(Records drawn from a dataset)
# # # # #
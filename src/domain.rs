use std::collections::HashSet;
use std::fmt;
use std::str::FromStr;

use chrono::NaiveDate;
use serde::{Deserialize, Serialize};

use crate::error::LandsatError;

/// Display identifiers the surrounding application already considers complete.
pub type VerifiedIdSet = HashSet<String>;

#[derive(Clone, PartialEq, Eq)]
pub struct Credentials {
    pub username: String,
    password: String,
}

impl Credentials {
    pub fn new(username: impl Into<String>, password: impl Into<String>) -> Self {
        Self {
            username: username.into(),
            password: password.into(),
        }
    }

    pub fn password(&self) -> &str {
        &self.password
    }
}

impl fmt::Debug for Credentials {
    fn fmt(&self, f: &mut fmt::Formatter<'_>) -> fmt::Result {
        f.debug_struct("Credentials")
            .field("username", &self.username)
            .field("password", &"***")
            .finish()
    }
}

#[derive(Debug, Clone, Copy, PartialEq, Serialize, Deserialize)]
pub struct BoundingBox {
    pub min_lon: f64,
    pub min_lat: f64,
    pub max_lon: f64,
    pub max_lat: f64,
}

impl BoundingBox {
    pub fn from_rect(rect: geo::Rect<f64>) -> Self {
        Self {
            min_lon: rect.min().x,
            min_lat: rect.min().y,
            max_lon: rect.max().x,
            max_lat: rect.max().y,
        }
    }
}

impl fmt::Display for BoundingBox {
    fn fmt(&self, f: &mut fmt::Formatter<'_>) -> fmt::Result {
        write!(
            f,
            "{:.4}, {:.4}, {:.4}, {:.4}",
            self.min_lon, self.min_lat, self.max_lon, self.max_lat
        )
    }
}

#[derive(Debug, Clone, PartialEq, Serialize)]
pub struct QueryParameters {
    pub dataset: String,
    pub bbox: BoundingBox,
    pub start_date: NaiveDate,
    pub end_date: NaiveDate,
    pub max_cloud_cover: u8,
}

impl QueryParameters {
    pub fn new(
        dataset: impl Into<String>,
        bbox: BoundingBox,
        start_date: NaiveDate,
        end_date: NaiveDate,
        max_cloud_cover: u8,
    ) -> Result<Self, LandsatError> {
        let dataset = dataset.into();
        if dataset.trim().is_empty() {
            return Err(LandsatError::InvalidQuery("dataset is empty".to_string()));
        }
        if start_date > end_date {
            return Err(LandsatError::InvalidQuery(format!(
                "start date {start_date} is after end date {end_date}"
            )));
        }
        if max_cloud_cover > 100 {
            return Err(LandsatError::InvalidQuery(format!(
                "max cloud cover {max_cloud_cover} is outside 0..=100"
            )));
        }
        Ok(Self {
            dataset,
            bbox,
            start_date,
            end_date,
            max_cloud_cover,
        })
    }
}

#[derive(Debug, Clone, PartialEq, Serialize, Deserialize)]
pub struct SceneRecord {
    pub display_id: String,
    pub entity_id: String,
    #[serde(default)]
    pub acquisition_date: Option<NaiveDate>,
    #[serde(default)]
    pub cloud_cover: Option<f64>,
}

impl SceneRecord {
    pub fn new(display_id: impl Into<String>, entity_id: impl Into<String>) -> Self {
        Self {
            display_id: display_id.into(),
            entity_id: entity_id.into(),
            acquisition_date: None,
            cloud_cover: None,
        }
    }
}

#[derive(Debug, Clone, Copy, PartialEq, Eq, Hash, Serialize, Deserialize)]
#[serde(rename_all = "snake_case")]
pub enum ItemStatus {
    NeedsDownload,
    Downloading,
    Downloaded,
    Extracted,
    InStorage,
    Error,
}

impl ItemStatus {
    pub fn label(self) -> &'static str {
        match self {
            ItemStatus::NeedsDownload => "needs_download",
            ItemStatus::Downloading => "downloading",
            ItemStatus::Downloaded => "downloaded",
            ItemStatus::Extracted => "extracted",
            ItemStatus::InStorage => "in_storage",
            ItemStatus::Error => "error",
        }
    }

    /// Whether the scene is available locally once the item stops here.
    pub fn is_success(self) -> bool {
        matches!(
            self,
            ItemStatus::InStorage | ItemStatus::Downloaded | ItemStatus::Extracted
        )
    }

    pub fn is_terminal(self) -> bool {
        matches!(
            self,
            ItemStatus::InStorage | ItemStatus::Extracted | ItemStatus::Error
        )
    }
}

impl fmt::Display for ItemStatus {
    fn fmt(&self, f: &mut fmt::Formatter<'_>) -> fmt::Result {
        f.write_str(self.label())
    }
}

impl FromStr for ItemStatus {
    type Err = LandsatError;

    fn from_str(value: &str) -> Result<Self, Self::Err> {
        match value.trim() {
            "needs_download" => Ok(ItemStatus::NeedsDownload),
            "downloading" => Ok(ItemStatus::Downloading),
            "downloaded" => Ok(ItemStatus::Downloaded),
            "extracted" => Ok(ItemStatus::Extracted),
            "in_storage" => Ok(ItemStatus::InStorage),
            "error" => Ok(ItemStatus::Error),
            other => Err(LandsatError::InvalidQuery(format!(
                "unknown item status: {other}"
            ))),
        }
    }
}

#[derive(Debug, Clone, PartialEq, Eq, Serialize)]
pub struct WorkItem {
    pub display_id: String,
    pub status: ItemStatus,
}

impl WorkItem {
    pub fn new(display_id: impl Into<String>) -> Self {
        Self {
            display_id: display_id.into(),
            status: ItemStatus::NeedsDownload,
        }
    }
}
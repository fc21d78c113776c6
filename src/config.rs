use std::fs;
use std::path::PathBuf;

use camino::Utf8PathBuf;
use chrono::NaiveDate;
use serde::{Deserialize, Serialize};

use crate::catalog::M2mHttpClient;
use crate::domain::Credentials;
use crate::earthexplorer::EarthExplorerHttpClient;
use crate::error::LandsatError;
use crate::ledger::LEDGER_FILE;
use crate::store::Store;

pub const CONFIG_FILE: &str = "landsat-fetch.json";
pub const PASSWORD_ENV: &str = "LANDSAT_PASSWORD";
pub const DEFAULT_DATASET: &str = "landsat_ot_c2_l2";
pub const DEFAULT_MAX_CLOUD_COVER: u8 = 100;

/// On-disk config. The CLI builds one of these too and layers it on top.
#[derive(Debug, Default, Clone, Deserialize, Serialize)]
pub struct Config {
    #[serde(default)]
    pub schema_version: Option<u32>,
    #[serde(default)]
    pub username: Option<String>,
    #[serde(default)]
    pub password: Option<String>,
    #[serde(default)]
    pub dataset: Option<String>,
    #[serde(default)]
    pub grid: Option<Utf8PathBuf>,
    #[serde(default)]
    pub area: Option<Utf8PathBuf>,
    #[serde(default)]
    pub storage: Option<Utf8PathBuf>,
    #[serde(default)]
    pub start_date: Option<NaiveDate>,
    #[serde(default)]
    pub end_date: Option<NaiveDate>,
    #[serde(default)]
    pub max_cloud_cover: Option<u8>,
    #[serde(default)]
    pub product_ids: Option<Vec<String>>,
    #[serde(default)]
    pub catalog_url: Option<String>,
    #[serde(default)]
    pub download_url: Option<String>,
    #[serde(default)]
    pub login_url: Option<String>,
    #[serde(default)]
    pub verified_ledger: Option<Utf8PathBuf>,
}

impl Config {
    /// Fields set in `overrides` win.
    pub fn merge(self, overrides: Config) -> Config {
        Config {
            schema_version: overrides.schema_version.or(self.schema_version),
            username: overrides.username.or(self.username),
            password: overrides.password.or(self.password),
            dataset: overrides.dataset.or(self.dataset),
            grid: overrides.grid.or(self.grid),
            area: overrides.area.or(self.area),
            storage: overrides.storage.or(self.storage),
            start_date: overrides.start_date.or(self.start_date),
            end_date: overrides.end_date.or(self.end_date),
            max_cloud_cover: overrides.max_cloud_cover.or(self.max_cloud_cover),
            product_ids: overrides.product_ids.or(self.product_ids),
            catalog_url: overrides.catalog_url.or(self.catalog_url),
            download_url: overrides.download_url.or(self.download_url),
            login_url: overrides.login_url.or(self.login_url),
            verified_ledger: overrides.verified_ledger.or(self.verified_ledger),
        }
    }
}

#[derive(Debug, Clone)]
pub struct ResolvedConfig {
    pub schema_version: u32,
    pub credentials: Credentials,
    pub dataset: String,
    pub grid: Utf8PathBuf,
    pub area: Utf8PathBuf,
    pub storage: Utf8PathBuf,
    pub start_date: NaiveDate,
    pub end_date: NaiveDate,
    pub max_cloud_cover: u8,
    pub product_ids: Vec<String>,
    pub catalog_url: String,
    pub download_url: String,
    pub login_url: String,
    pub verified_ledger: Utf8PathBuf,
}

pub struct ConfigLoader;

impl ConfigLoader {
    /// Reads the config file. Without an explicit path a missing
    /// `landsat-fetch.json` just means "no file settings".
    pub fn load(path: Option<&str>) -> Result<Config, LandsatError> {
        let config_path = match path {
            Some(path) => PathBuf::from(path),
            None => PathBuf::from(CONFIG_FILE),
        };

        if !config_path.exists() {
            return match path {
                Some(_) => Err(LandsatError::ConfigRead(config_path)),
                None => Ok(Config::default()),
            };
        }

        let content = fs::read_to_string(&config_path)
            .map_err(|_| LandsatError::ConfigRead(config_path.clone()))?;
        let config: Config = serde_json::from_str(&content)
            .map_err(|err| LandsatError::ConfigParse(err.to_string()))?;
        tracing::debug!(path = %config_path.display(), "loaded config");
        Ok(config)
    }

    pub fn resolve(
        path: Option<&str>,
        overrides: Config,
        env_password: Option<String>,
    ) -> Result<ResolvedConfig, LandsatError> {
        let config = Self::load(path)?.merge(overrides);
        Self::resolve_config(config, env_password)
    }

    pub fn resolve_config(
        config: Config,
        env_password: Option<String>,
    ) -> Result<ResolvedConfig, LandsatError> {
        let schema_version = config.schema_version.unwrap_or(1);
        let (grid, area) = Self::resolve_inputs(&config)?;
        let username = non_empty(config.username).ok_or_else(|| missing("username"))?;
        let password = non_empty(env_password)
            .or(non_empty(config.password))
            .ok_or_else(|| missing(&format!("password (set {PASSWORD_ENV})")))?;

        let dataset = config
            .dataset
            .unwrap_or_else(|| DEFAULT_DATASET.to_string());
        if dataset.trim().is_empty() {
            return Err(LandsatError::InvalidQuery("dataset is empty".to_string()));
        }

        let start_date = config.start_date.ok_or_else(|| missing("start_date"))?;
        let end_date = config.end_date.ok_or_else(|| missing("end_date"))?;
        if start_date > end_date {
            return Err(LandsatError::InvalidQuery(format!(
                "start date {start_date} is after end date {end_date}"
            )));
        }

        let max_cloud_cover = config.max_cloud_cover.unwrap_or(DEFAULT_MAX_CLOUD_COVER);
        if max_cloud_cover > 100 {
            return Err(LandsatError::InvalidQuery(format!(
                "max cloud cover {max_cloud_cover} is outside 0..=100"
            )));
        }

        let product_ids = config.product_ids.unwrap_or_else(default_product_ids);
        if product_ids.iter().all(|id| id.trim().is_empty()) {
            return Err(LandsatError::InvalidQuery(
                "at least one product id is required".to_string(),
            ));
        }

        let storage = config.storage.unwrap_or_else(Store::default_root);
        let verified_ledger = config
            .verified_ledger
            .unwrap_or_else(|| storage.join(LEDGER_FILE));

        Ok(ResolvedConfig {
            schema_version,
            credentials: Credentials::new(username, password),
            dataset,
            grid,
            area,
            storage,
            start_date,
            end_date,
            max_cloud_cover,
            product_ids,
            catalog_url: config
                .catalog_url
                .unwrap_or_else(|| M2mHttpClient::DEFAULT_URL.to_string()),
            download_url: config
                .download_url
                .unwrap_or_else(|| EarthExplorerHttpClient::DEFAULT_URL.to_string()),
            login_url: config
                .login_url
                .unwrap_or_else(|| EarthExplorerHttpClient::DEFAULT_LOGIN_URL.to_string()),
            verified_ledger,
        })
    }

    /// Grid and area paths, the only settings the offline `tiles` command needs.
    pub fn resolve_inputs(config: &Config) -> Result<(Utf8PathBuf, Utf8PathBuf), LandsatError> {
        let grid = config.grid.clone().ok_or_else(|| missing("grid"))?;
        let area = config.area.clone().ok_or_else(|| missing("area"))?;
        Ok((grid, area))
    }
}

/// Opaque EarthExplorer product identifiers, tried in this order.
pub fn default_product_ids() -> Vec<String> {
    vec![
        "5e83d14f30ea90a9".to_string(),
        "5e83d14fec7cae84".to_string(),
        "632210d4770592cf".to_string(),
    ]
}

fn non_empty(value: Option<String>) -> Option<String> {
    value.filter(|value| !value.trim().is_empty())
}

fn missing(field: &str) -> LandsatError {
    LandsatError::InvalidQuery(format!("missing {field}"))
}
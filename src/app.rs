use std::collections::{BTreeSet, HashMap};

use serde::Serialize;

use crate::area::{AreaOfInterest, Crs};
use crate::catalog::{self, CatalogService};
use crate::domain::{BoundingBox, Credentials, ItemStatus, QueryParameters, VerifiedIdSet, WorkItem};
use crate::earthexplorer::{DownloadService, DownloadSession};
use crate::error::LandsatError;
use crate::grid::{self, Grid};
use crate::reconcile;
use crate::store::Store;
use crate::worker::DownloadWorker;

/// Receives pipeline progress. Calls for one item never interleave with
/// calls for the next.
pub trait ProgressObserver {
    fn on_item_listed(&self, display_id: &str);
    fn on_status_changed(&self, display_id: &str, status: ItemStatus);
    fn on_bytes_progress(&self, display_id: &str, done: u64, total: Option<u64>);

    /// Human-readable notes: failures and running totals.
    fn on_diagnostic(&self, _message: &str) {}
}

pub struct NoopObserver;

impl ProgressObserver for NoopObserver {
    fn on_item_listed(&self, _display_id: &str) {}
    fn on_status_changed(&self, _display_id: &str, _status: ItemStatus) {}
    fn on_bytes_progress(&self, _display_id: &str, _done: u64, _total: Option<u64>) {}
}

pub struct RunRequest<'a> {
    pub credentials: &'a Credentials,
    pub query: &'a QueryParameters,
    pub grid: &'a Grid,
    pub area: &'a AreaOfInterest,
    pub storage: &'a Store,
    pub verified: &'a VerifiedIdSet,
}

#[derive(Debug, Clone, Default, Serialize)]
pub struct RunReport {
    /// Tile codes covering the area.
    pub zones: Vec<String>,
    /// Scenes returned by the catalog.
    pub found: usize,
    /// Scenes left after grid and ledger filtering.
    pub filtered: usize,
    pub items: Vec<WorkItem>,
    /// Display ids available locally at the end of the run.
    pub downloaded: Vec<String>,
}

#[derive(Clone)]
pub struct App<C: CatalogService, D: DownloadService> {
    catalog: C,
    downloads: D,
    product_ids: Vec<String>,
}

impl<C: CatalogService, D: DownloadService> App<C, D> {
    pub fn new(catalog: C, downloads: D, product_ids: Vec<String>) -> Self {
        Self {
            catalog,
            downloads,
            product_ids,
        }
    }

    pub fn run(
        &self,
        request: &RunRequest<'_>,
        observer: &dyn ProgressObserver,
    ) -> Result<RunReport, LandsatError> {
        let zones = grid::intersecting_cells(request.grid, request.area)?;
        tracing::info!(zones = %join(&zones), "zones covering the area");

        let scenes = catalog::search_scenes(&self.catalog, request.credentials, request.query)?;
        let scenes = reconcile::dedup_scenes(scenes);
        observer.on_diagnostic(&format!("found {} scenes", scenes.len()));

        let mut items = reconcile::build_worklist(&scenes, &zones, request.verified);
        observer.on_diagnostic(&format!("{} scenes after filtering", items.len()));
        let mut report = RunReport {
            zones: zones.into_iter().collect(),
            found: scenes.len(),
            filtered: items.len(),
            ..RunReport::default()
        };
        if items.is_empty() {
            return Ok(report);
        }

        for item in &items {
            observer.on_item_listed(&item.display_id);
        }

        let session = self.downloads.login(request.credentials)?;
        let by_id: HashMap<&str, _> = scenes
            .iter()
            .map(|scene| (scene.display_id.as_str(), scene))
            .collect();
        let worker = DownloadWorker::new(request.storage, &self.product_ids);
        let mut downloaded = Vec::new();
        for item in &mut items {
            let Some(scene) = by_id.get(item.display_id.as_str()) else {
                item.status = ItemStatus::Error;
                observer.on_status_changed(&item.display_id, ItemStatus::Error);
                continue;
            };
            if worker.process(item, scene, &session, observer).is_success() {
                downloaded.push(item.display_id.clone());
            }
        }
        if let Err(err) = session.logout() {
            tracing::warn!(error = %err, "download logout failed");
        }

        tracing::info!(downloaded = downloaded.len(), total = items.len(), "run finished");
        observer.on_diagnostic(&format!("downloaded {} scenes", downloaded.len()));
        report.items = items;
        report.downloaded = downloaded;
        Ok(report)
    }
}

/// Search box for an area, always in geographic coordinates.
pub fn query_bbox(area: &AreaOfInterest) -> Result<BoundingBox, LandsatError> {
    Ok(area.to_crs(Crs::WGS84)?.bbox())
}

fn join(zones: &BTreeSet<String>) -> String {
    zones.iter().map(String::as_str).collect::<Vec<_>>().join(", ")
}
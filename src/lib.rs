pub mod app;
pub mod area;
pub mod catalog;
pub mod config;
pub mod domain;
pub mod earthexplorer;
pub mod error;
pub mod fallback;
pub mod fs_util;
pub mod grid;
pub mod http;
pub mod ledger;
pub mod output;
pub mod reconcile;
pub mod store;
pub mod tui;
pub mod worker;
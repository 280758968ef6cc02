//! # gs-optimizer
//!
//! Adaptive two-parameter grid search.
//!
//! A search scores every point of a coarse grid at low fidelity, then
//! hill-climbs through 3×3 neighborhoods at high fidelity, growing the grid
//! when the best point sits on its border. Evaluations are memoized per
//! fidelity and run concurrently on a per-pass worker pool. The modeling
//! library plugs in through the [`Candidate`](gs_types::Candidate),
//! [`Evaluator`] and [`Dataset`] traits.

mod cache;
mod candidate;
mod config;
mod controller;
mod evaluator;
mod expression;
mod mapper;
mod pool;
mod search;
pub mod synthetic;
mod task;

pub use cache::{CacheStats, PerformanceCache};
pub use candidate::{CandidateBuilder, ResolvedParameter};
pub use config::{AxisConfig, SearchConfig, SearchId};
pub use controller::{PassSummary, SearchController, SearchOutcome, SearchState};
pub use evaluator::{stratified_resample, Dataset, Evaluator};
pub use expression::{Bindings, Expression};
pub use mapper::ValueMapper;
pub use pool::{BatchResult, PoolTask, TaskHandle, WorkerPool};
pub use search::{FittedSearch, GridSearch, MEASURE_NAMES};
pub use task::{EvaluationContext, EvaluationTask};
# # # # #
Work required:
Wherever the string "NaiveDate" appears in the records above, copy the line it sits in.

Answer box:
use chrono::NaiveDate;
    pub start_date: NaiveDate,
    pub end_date: NaiveDate,
        start_date: NaiveDate,
        end_date: NaiveDate,
    pub acquisition_date: Option<NaiveDate>,
use chrono::NaiveDate;
    pub start_date: Option<NaiveDate>,
    pub end_date: Option<NaiveDate>,
    pub start_date: NaiveDate,
    pub end_date: NaiveDate,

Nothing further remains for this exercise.